Choices from bust to boom, and back to bust

The world of investing is full of choices. Choices that lead you from bust to boom, and back to bust.

The world of investing is full of choices. Choices that lead you from bust to boom, and back to bust. Many think of equity investing as a “game” where you outwit the odds loaded against you to come out “victorious”. Your choices (as expressed by your actions while this game plays out) determine the outcome of your game.

I think there is a different way to play this game. And that is by avoiding the common pitfalls that are to be found behind most bad decisions that people make in the stock market. This is by no means an exhaustive list of common mistakes, but it certainly looks like these mistakes are going to be made many more times.

Here they are, for those who are yet to make these mistakes. As also for those of you who have already blundered along this way, for you are still vulnerable. Just like I am.

Mistake 1

Buying without researching. Shocking but true. Many bad stock picks are attributable to the simple tendency of buying in a hurry, without verifying basic business and financial details. Whenever there’s a mad rush to buy something, I smell a rat. Did you buy IFSL, Atlanta and other duds in the 2005-7 bull run, egged on by your broker's frenzy? Now if only you would have paused to check the track record and business models of these companies…I didn’t, and paid the price.

Mistake 2

Ignoring the value of a stock. Just because stock prices are rising does not mean they can rise further. Mind you, they might rise and tempt you to think that the stock market is ignoring the fundamentals. But how long can it afford to do so? And will it remember to inform you when the fundamentals begin to exert a downward force?

Example: Sugar is a commodity, and I know several people who elevated it to the status of a “virtual noncyclical” around six months ago and bought sugar stocks at P/E multiples in the high teens!

Mistake 3

Ignoring the competition. Then again, you might find some interesting reasons why the big daddies of the industry are staying away from some of the audacious choices being made by small upstarts. Not all upstarts are wrong, but it pays to check out what the industry leaders have to say.

Or perhaps your latest stock pick is a hotel company with fabulous properties and aiming for premium tourist walletshare.

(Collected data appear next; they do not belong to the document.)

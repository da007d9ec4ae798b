/*
 *  Copyright 2025-2026 Colliery Software
 *
 *  Licensed under the Apache License, Version 2.0 (the "License");
 *  you may not use this file except in compliance with the License.
 *  You may obtain a copy of the License at
 *
 *      http://www.apache.org/licenses/LICENSE-2.0
 *
 *  Unless required by applicable law or agreed to in writing, software
 *  distributed under the License is distributed on an "AS IS" BASIS,
 *  WITHOUT WARRANTIES OR CONDITIONS OF ANY KIND, either express or implied.
 *  See the License for the specific language governing permissions and
 *  limitations under the License.
 */

//! HTTP handlers for originators and workers.

use axum::extract::rejection::JsonRejection;
use axum::extract::{Path, State};
use axum::http::StatusCode;
use axum::response::IntoResponse;
use axum::Json;
use serde_json::json;
use tracing::debug;

use super::error::ApiError;
use super::wire::*;
use super::AppState;

type Body<T> = Result<Json<T>, JsonRejection>;

pub(crate) async fn health() -> impl IntoResponse {
    Json(json!({ "status": "ok" }))
}

/// `POST /api/request`
pub(crate) async fn create_request(
    State(state): State<AppState>,
    body: Body<CreateRequestBody>,
) -> Result<impl IntoResponse, ApiError> {
    let Json(body) = body?;
    let category = required(body.category, "category")?;
    let callback_url = required(body.callback_url, "callback_url")?;

    let admission = state
        .engine
        .submit(&category, &callback_url, body.data)
        .await?;

    Ok((StatusCode::CREATED, Json(CreatedResponse::from(admission))))
}

/// `GET /api/request/{category}/{request_id}`
pub(crate) async fn get_request(
    State(state): State<AppState>,
    Path((category, request_id)): Path<(String, String)>,
) -> Result<Json<RequestRecord>, ApiError> {
    state
        .engine
        .get(&category, &request_id)
        .await?
        .map(|request| Json(RequestRecord::from(request)))
        .ok_or_else(|| ApiError::NotFound("Request not found".to_string()))
}

/// `GET /api/request-result/{category}/{request_id}`
pub(crate) async fn get_request_result(
    State(state): State<AppState>,
    Path((category, request_id)): Path<(String, String)>,
) -> Result<Json<ResultRecord>, ApiError> {
    state
        .engine
        .get_result(&category, &request_id)
        .await?
        .map(|result| Json(ResultRecord::from(result)))
        .ok_or_else(|| ApiError::NotFound("Request not found".to_string()))
}

/// `GET /api/pending-requests`
pub(crate) async fn list_pending(
    State(state): State<AppState>,
) -> Result<Json<Vec<PendingRecord>>, ApiError> {
    let pending = state.engine.list_pending().await?;
    debug!(count = pending.len(), "Listing pending requests");
    Ok(Json(pending.into_iter().map(PendingRecord::from).collect()))
}

/// `POST /api/request/{category}/{request_id}/claim`
pub(crate) async fn claim_request(
    State(state): State<AppState>,
    Path((category, request_id)): Path<(String, String)>,
    body: Body<ClaimBody>,
) -> Result<Json<ClaimResponse>, ApiError> {
    let Json(body) = body?;
    let worker_id = required(body.worker_id, "worker_id")?;

    let locked = state.engine.claim(&category, &request_id, &worker_id).await?;
    Ok(Json(ClaimResponse { locked }))
}

/// `POST /api/request/{category}/{request_id}/complete`
pub(crate) async fn complete_request(
    State(state): State<AppState>,
    Path((category, request_id)): Path<(String, String)>,
    body: Body<CompleteBody>,
) -> Result<Json<AcceptedResponse>, ApiError> {
    let Json(body) = body?;
    let status = parse_reported_status(body.status.as_deref())?;
    let worker_id = reporting_worker(body.worker_id);

    let accepted = state
        .engine
        .report_result(&category, &request_id, status, &worker_id)
        .await?;
    Ok(Json(AcceptedResponse { accepted }))
}

/// `POST /api/response`
pub(crate) async fn receive_response(
    State(state): State<AppState>,
    body: Body<ResponseBody>,
) -> Result<Json<AcceptedResponse>, ApiError> {
    let Json(body) = body?;
    let category = required(body.category, "category")?;
    let request_id = required(body.request_id, "request_id")?;
    let status = parse_reported_status(body.status.as_deref())?;
    let worker_id = reporting_worker(body.worker_id);

    let accepted = state
        .engine
        .report_result(&category, &request_id, status, &worker_id)
        .await?;
    Ok(Json(AcceptedResponse { accepted }))
}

Well, how do they compare with the Oberoi or Taj hotels in these cities? And how or why would they make more money? If you’ve paused to ask these questions, there’s a good chance that you will make a more confident investment decision.

Looking at the competition also gives you benchmarks on cost structures, growth rates and P/E. It’s not meant to narrow down your vision for your stock picks, so don’t go overboard and disbelieve good things about a company if the competition is doing different things. Instead, look for the reasons underlying the differences. Sometimes you might end up buying the competition.

Mistake 4

Getting foxed by data. There’s so much by way of financial jugglery that companies indulge in nowadays, that one can actually list some common acts of fudging. Most of this is par for the course, in that the onus is on you to figure out the fine print, and the law allows these companies to get away with misleading financial statements. Here are a few ways:

(a) Padding profits with one-time or extraordinary gains to report higher earnings. Quizzing managements about other income or revenue break up by product is the best way to figure out where the profit padding has taken place.

(b) Some managements resort to withholding information on sales volumes and values of products in their annual reports. Any company that is loathe to share product details is probably hiding something from its investors.

(c) Many corporates do not provide for tax in their reported quarterly financial data. They claim they will provide for deferred tax (and sometimes even current tax) only in the final quarter of the financial year. However, this distorts reported profits across quarters and defeats the purpose of quarterly reporting of profits by “front-ending” reported profits over the course of the year.

What’s important is that you find a way to cut through the jargon and “adjust” reported earnings to what should really have been reported. And then figure out the P/E or EV/E or any other valuation parameter that you might fancy.

Common (especially among the more sophisticated and market savvy investors) that it makes sense to include these items in our honour roll—of what not to do when investing.

dipen@wealthmanager.ws

(By Dipen Sheth, Head of Research, Wealth Management Advisory Services)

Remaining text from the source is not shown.